De um ministro militar: “se Bolsonaro tentar um golpe não leva três soldados atrás dele”

4 de abril de 2021 98

O prestígio do presidente Jair Bolsonaro (Sem Partido) nas Forças Armadas parece cada vez mais pífio mesmo.

coluna de Lauro Jardim diz ter ouvido, neste domingo (4), de um ministro militar, ao comentar o risco de uma virada de mesa:

“Se o Bolsonaro tentar um golpe não leva três soldados atrás dele.”

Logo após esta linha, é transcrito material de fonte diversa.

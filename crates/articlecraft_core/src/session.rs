//! One editing session over one article.
//!
//! # Responsibility
//! - Wire a [`DraftStore`] to its autosave coordinator and the scoring engine.
//! - Expose the explicit save, publish and archive actions.
//!
//! # Invariants
//! - Publish is refused before any persistence call when title or content
//!   is empty; autosave state is untouched by the refusal.
//! - Explicit actions share the autosave in-flight guard.

use crate::autosave::clock::Clock;
use crate::autosave::coordinator::{AutoSaveConfig, AutoSaveCoordinator, AutoSaveStatus};
use crate::autosave::persistence::{DraftPersistence, SaveError, SaveResponse};
use crate::config::EditorConfig;
use crate::metrics::engine::ContentMetricsEngine;
use crate::metrics::lexicon::Locale;
use crate::metrics::recommend::RecommendationGenerator;
use crate::metrics::{analyze, ContentAnalysis};
use crate::model::draft::{ArticleStatus, Draft};
use crate::store::DraftStore;
use log::info;
use std::sync::Arc;

pub struct EditorSession {
    store: DraftStore,
    autosave: AutoSaveCoordinator,
    engine: ContentMetricsEngine,
    generator: RecommendationGenerator,
}

impl EditorSession {
    /// Create flow: starts from an empty draft.
    pub fn create(
        persistence: Arc<dyn DraftPersistence>,
        clock: Arc<dyn Clock>,
        config: &EditorConfig,
    ) -> Self {
        Self::with_store(
            DraftStore::empty(),
            persistence,
            clock,
            config.autosave.to_coordinator_config(),
            config.locale,
        )
    }

    /// Edit flow: starts from a stored article.
    pub fn edit(
        article: Draft,
        persistence: Arc<dyn DraftPersistence>,
        clock: Arc<dyn Clock>,
        config: &EditorConfig,
    ) -> Self {
        Self::with_store(
            DraftStore::hydrate(article),
            persistence,
            clock,
            config.autosave.to_coordinator_config(),
            config.locale,
        )
    }

    pub fn with_store(
        store: DraftStore,
        persistence: Arc<dyn DraftPersistence>,
        clock: Arc<dyn Clock>,
        autosave: AutoSaveConfig,
        locale: Locale,
    ) -> Self {
        let coordinator = AutoSaveCoordinator::spawn(store.clone(), persistence, clock, autosave);
        info!(
            "event=session_open module=session status=ok locale={:?}",
            locale
        );
        Self {
            store,
            autosave: coordinator,
            engine: ContentMetricsEngine::for_locale(locale),
            generator: RecommendationGenerator::new(),
        }
    }

    /// The draft being edited. Mutations here drive autosave.
    pub fn store(&self) -> &DraftStore {
        &self.store
    }

    pub fn autosave_status(&self) -> AutoSaveStatus {
        self.autosave.status()
    }

    /// Scores the current draft and lists recommendations.
    pub fn analyze(&self) -> ContentAnalysis {
        analyze(&self.engine, &self.generator, &self.store.snapshot())
    }

    /// Saves as draft now.
    pub async fn save_now(&self) -> Result<SaveResponse, SaveError> {
        self.autosave.save_now(ArticleStatus::Draft).await
    }

    /// Validates, then saves as published.
    pub async fn publish(&self) -> Result<SaveResponse, SaveError> {
        self.store.snapshot().validate_for_publish()?;
        self.autosave.save_now(ArticleStatus::Published).await
    }

    pub async fn archive(&self) -> Result<SaveResponse, SaveError> {
        self.autosave.save_now(ArticleStatus::Archived).await
    }

    /// Stops autosave. Further explicit actions fail with [`SaveError::Disposed`].
    pub fn close(&self) {
        self.autosave.dispose();
        info!("event=session_close module=session status=ok");
    }
}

Este falou sem revelar a identidade, mas muitos militares têm dito o mesmo escancaradamente. O general da reserva Francisco Mamede de Brito Filho, 59, conhecido como general Brito, por exemplo, afirmou em entrevista à coluna Painel, da Folha, que o presidente Jair Bolsonaro (Sem Partido) desrespeitou os militares com o episódio da demissão do então ministro da Defesa, general Fernando Azevedo e Silva, e a subsequente saída dos comandantes.

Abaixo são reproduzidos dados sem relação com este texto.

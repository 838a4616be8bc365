//! Draft holder with change notification.
//!
//! # Responsibility
//! - Own the draft being edited and apply field-level mutations.
//! - Notify subscribers only when the draft actually changed.
//! - Keep the slug in sync with the title until the user takes it over.
//!
//! # Invariants
//! - A notification is emitted iff the draft differs structurally from the
//!   previous value.
//! - Once the slug is manual it is never rewritten from the title.
//! - Server echoes never overwrite edits made after the saved snapshot.

use crate::document::{CommandError, Document, EditCommand};
use crate::model::draft::{ArticleStatus, Category, Draft, FieldValue, FieldValueError, Template};
use crate::model::slug::slugify;
use std::sync::atomic::{AtomicBool, Ordering};
use std::sync::Arc;
use tokio::sync::watch;

/// Where the current slug came from.
#[derive(Debug, Clone, Copy, PartialEq, Eq)]
pub enum SlugOrigin {
    /// Follows the title.
    Auto,
    /// Typed by the user or loaded from storage.
    Manual,
}

struct StoreInner {
    tx: watch::Sender<Draft>,
    slug_manual: AtomicBool,
}

/// Shared handle to the draft of one editing session.
///
/// Clones share the same draft.
#[derive(Clone)]
pub struct DraftStore {
    inner: Arc<StoreInner>,
}

impl DraftStore {
    /// Create flow: starts from `draft` with an auto-following slug.
    pub fn new(draft: Draft) -> Self {
        Self::build(draft, false)
    }

    /// Create flow with an empty draft.
    pub fn empty() -> Self {
        Self::new(Draft::new())
    }

    /// Edit flow: a stored non-empty slug is treated as manual.
    pub fn hydrate(article: Draft) -> Self {
        let manual = !article.slug.trim().is_empty();
        Self::build(article, manual)
    }

    fn build(draft: Draft, slug_manual: bool) -> Self {
        let (tx, _rx) = watch::channel(draft);
        Self {
            inner: Arc::new(StoreInner {
                tx,
                slug_manual: AtomicBool::new(slug_manual),
            }),
        }
    }

    /// Returns a copy of the current draft.
    pub fn snapshot(&self) -> Draft {
        self.inner.tx.borrow().clone()
    }

    /// Subscribes to change notifications. The current value counts as seen.
    pub fn subscribe(&self) -> watch::Receiver<Draft> {
        self.inner.tx.subscribe()
    }

    pub fn slug_origin(&self) -> SlugOrigin {
        if self.inner.slug_manual.load(Ordering::Acquire) {
            SlugOrigin::Manual
        } else {
            SlugOrigin::Auto
        }
    }

    /// Applies `mutate` and notifies subscribers when the draft changed.
    ///
    /// Returns whether a change was published.
    pub fn update(&self, mutate: impl FnOnce(&mut Draft)) -> bool {
        self.inner.tx.send_if_modified(|draft| {
            let before = draft.clone();
            mutate(draft);
            *draft != before
        })
    }

    /// Sets the title; the slug follows while its origin is automatic.
    pub fn set_title(&self, title: impl Into<String>) -> bool {
        let title = title.into();
        let follow = self.slug_origin() == SlugOrigin::Auto;
        self.update(|draft| {
            if follow {
                draft.slug = slugify(&title);
            }
            draft.title = title;
        })
    }

    /// Sets the slug by hand; the title no longer drives it.
    pub fn set_slug(&self, slug: impl Into<String>) -> bool {
        self.inner.slug_manual.store(true, Ordering::Release);
        let slug = slug.into();
        self.update(|draft| draft.slug = slug)
    }

    pub fn set_excerpt(&self, excerpt: impl Into<String>) -> bool {
        let excerpt = excerpt.into();
        self.update(|draft| draft.excerpt = excerpt)
    }

    pub fn set_content(&self, content: impl Into<String>) -> bool {
        let content = content.into();
        self.update(|draft| draft.content = content)
    }

    pub fn set_meta_title(&self, meta_title: impl Into<String>) -> bool {
        let meta_title = meta_title.into();
        self.update(|draft| draft.meta_title = meta_title)
    }

    pub fn set_meta_description(&self, meta_description: impl Into<String>) -> bool {
        let meta_description = meta_description.into();
        self.update(|draft| draft.meta_description = meta_description)
    }

    pub fn set_focus_keyword(&self, keyword: impl Into<String>) -> bool {
        let keyword = keyword.into();
        self.update(|draft| draft.focus_keyword = keyword)
    }

    pub fn set_keywords(&self, keywords: Vec<String>) -> bool {
        self.update(|draft| draft.keywords = keywords)
    }

    pub fn set_tags(&self, tags: Vec<String>) -> bool {
        self.update(|draft| draft.tags = tags)
    }

    pub fn set_category(&self, category: Category) -> bool {
        self.update(|draft| draft.category = category)
    }

    pub fn set_template(&self, template: Template) -> bool {
        self.update(|draft| draft.template = template)
    }

    pub fn set_status(&self, status: ArticleStatus) -> bool {
        self.update(|draft| draft.status = status)
    }

    pub fn set_featured_image(&self, uri: Option<String>) -> bool {
        self.update(|draft| draft.featured_image = uri)
    }

    /// Sets a custom field. Non-finite numbers are refused and leave the
    /// draft untouched.
    pub fn set_custom_field(
        &self,
        key: impl Into<String>,
        value: impl Into<FieldValue>,
    ) -> Result<bool, FieldValueError> {
        let key = key.into();
        let value = value.into();
        if !value.is_storable() {
            return Err(FieldValueError::NonFiniteNumber { key });
        }
        Ok(self.update(|draft| {
            draft.custom_fields.insert(key, value);
        }))
    }

    pub fn remove_custom_field(&self, key: &str) -> bool {
        self.update(|draft| {
            draft.custom_fields.remove(key);
        })
    }

    /// Applies a structured formatting command to the content.
    ///
    /// Content is parsed into a [`Document`], edited, and serialized back.
    /// Content the document cannot reproduce (links, images, `h1`, ...) is
    /// refused with [`CommandError::UnsupportedMarkup`]. The draft is
    /// untouched when the command is rejected.
    pub fn apply_command(&self, command: &EditCommand) -> Result<bool, CommandError> {
        let mut document = Document::from_markup_lossless(&self.inner.tx.borrow().content)?;
        document.apply(command)?;
        let markup = document.to_markup();
        Ok(self.update(|draft| draft.content = markup))
    }

    /// Replaces the whole draft, e.g. after loading a different article.
    pub fn replace(&self, draft: Draft) -> bool {
        self.update(|current| *current = draft)
    }

    /// Applies the server's copy of a saved draft.
    ///
    /// Only replaces the draft when it still equals `saved`; edits made while
    /// the save was in flight win over the echo.
    pub fn apply_server_echo(&self, echo: Draft, saved: &Draft) -> bool {
        self.inner.tx.send_if_modified(|current| {
            if current != saved || *current == echo {
                return false;
            }
            *current = echo;
            true
        })
    }
}

#[cfg(test)]
mod tests {
    use super::{DraftStore, SlugOrigin};
    use crate::document::{CommandError, EditCommand, TextTarget};
    use crate::model::draft::{Draft, FieldValue, FieldValueError};

    #[test]
    fn slug_follows_title_until_set_manually() {
        let store = DraftStore::empty();
        store.set_title("Miras Hukuku");
        assert_eq!(store.snapshot().slug, "miras-hukuku");
        store.set_title("Miras Hukuku Rehberi");
        assert_eq!(store.snapshot().slug, "miras-hukuku-rehberi");

        store.set_slug("miras");
        assert_eq!(store.slug_origin(), SlugOrigin::Manual);
        store.set_title("Tamamen Yeni Başlık");
        assert_eq!(store.snapshot().slug, "miras");
    }

    #[test]
    fn hydrated_slug_is_never_auto_overwritten() {
        let mut article = Draft::new();
        article.title = "Eski".to_string();
        article.slug = "stored-slug".to_string();
        let store = DraftStore::hydrate(article);

        store.set_title("Yeni");
        assert_eq!(store.snapshot().slug, "stored-slug");
    }

    #[test]
    fn notifies_only_on_structural_change() {
        let store = DraftStore::empty();
        let mut rx = store.subscribe();

        assert!(store.set_content("body"));
        assert!(rx.has_changed().unwrap());
        rx.borrow_and_update();

        assert!(!store.set_content("body"));
        assert!(!rx.has_changed().unwrap());
    }

    #[test]
    fn server_echo_is_ignored_after_concurrent_edit() {
        let store = DraftStore::empty();
        store.set_content("saved body");
        let saved = store.snapshot();
        store.set_content("newer body");

        let mut echo = saved.clone();
        echo.excerpt = "server excerpt".to_string();
        assert!(!store.apply_server_echo(echo.clone(), &saved));
        assert_eq!(store.snapshot().content, "newer body");

        store.set_content("saved body");
        assert!(store.apply_server_echo(echo, &saved));
        assert_eq!(store.snapshot().excerpt, "server excerpt");
    }

    #[test]
    fn commands_rewrite_content_markup() {
        let store = DraftStore::empty();
        store.set_content("<p>hello world</p>");
        let changed = store
            .apply_command(&EditCommand::ToggleBold {
                target: TextTarget::block(0),
                range: 0..5,
            })
            .unwrap();

        assert!(changed);
        assert_eq!(
            store.snapshot().content,
            "<p><strong>hello</strong> world</p>"
        );
    }

    #[test]
    fn commands_refuse_content_with_links_images_or_h1() {
        let store = DraftStore::empty();
        let content = "<h1>Kapak</h1><p>intro text</p><p>see <a href=\"https://x.test\">the ruling</a></p><img src=\"a.png\" alt=\"kapak\">";
        store.set_content(content);
        let mut rx = store.subscribe();

        let err = store
            .apply_command(&EditCommand::ToggleBold {
                target: TextTarget::block(1),
                range: 0..5,
            })
            .unwrap_err();

        assert_eq!(err, CommandError::UnsupportedMarkup("<h1>".to_string()));
        assert_eq!(store.snapshot().content, content);
        assert!(!rx.has_changed().unwrap());
    }

    #[test]
    fn custom_fields_refuse_non_finite_numbers() {
        let store = DraftStore::empty();
        assert_eq!(store.set_custom_field("pages", 12.0), Ok(true));

        let err = store.set_custom_field("ratio", f64::NAN).unwrap_err();
        assert_eq!(
            err,
            FieldValueError::NonFiniteNumber {
                key: "ratio".to_string()
            }
        );
        assert!(store.set_custom_field("pages", f64::INFINITY).is_err());

        let draft = store.snapshot();
        assert_eq!(draft.custom_fields.len(), 1);
        assert_eq!(draft.custom_fields["pages"], FieldValue::Number(12.0));
        assert_eq!(draft, store.snapshot());
    }

    #[test]
    fn rejected_command_leaves_content_untouched() {
        let store = DraftStore::empty();
        store.set_content("<p>abc</p>");
        let result = store.apply_command(&EditCommand::RemoveBlock { index: 3 });
        assert!(result.is_err());
        assert_eq!(store.snapshot().content, "<p>abc</p>");
    }
}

“Conheço bem os militares do Alto Comando, tem pessoas do Alto Comando que pertencem à minha turma de formação, com os quais convivi durante quatro anos na Academia Militar das Agulhas Negras, e os outros todos foram contemporâneos. As quatro turmas de formação que estão hoje no Alto Comando foram contemporâneas minhas. Conheço muito bem o treinamento, e há uma coisa muito bem definida na nossa formação: a de que militares cuidam da sua tropa. Têm que buscar a sua profissionalização. Abandonar a política para quem vive de política, que não são os militares”, afirma o general.

Para ele, o recado deixado por Azevedo, Edson Pujol (Exército), Antonio Carlos Moretti (Aeronáutica) e Ilques Barbosa Junior (Marinha) é muito forte.

“Uma mensagem para ratificar que não existe nenhuma intenção de se aventurar politicamente dentro de um quadro conturbado, de crise, sabendo que existem instituições democráticas consolidadas e que vão apresentar uma solução para o problema.”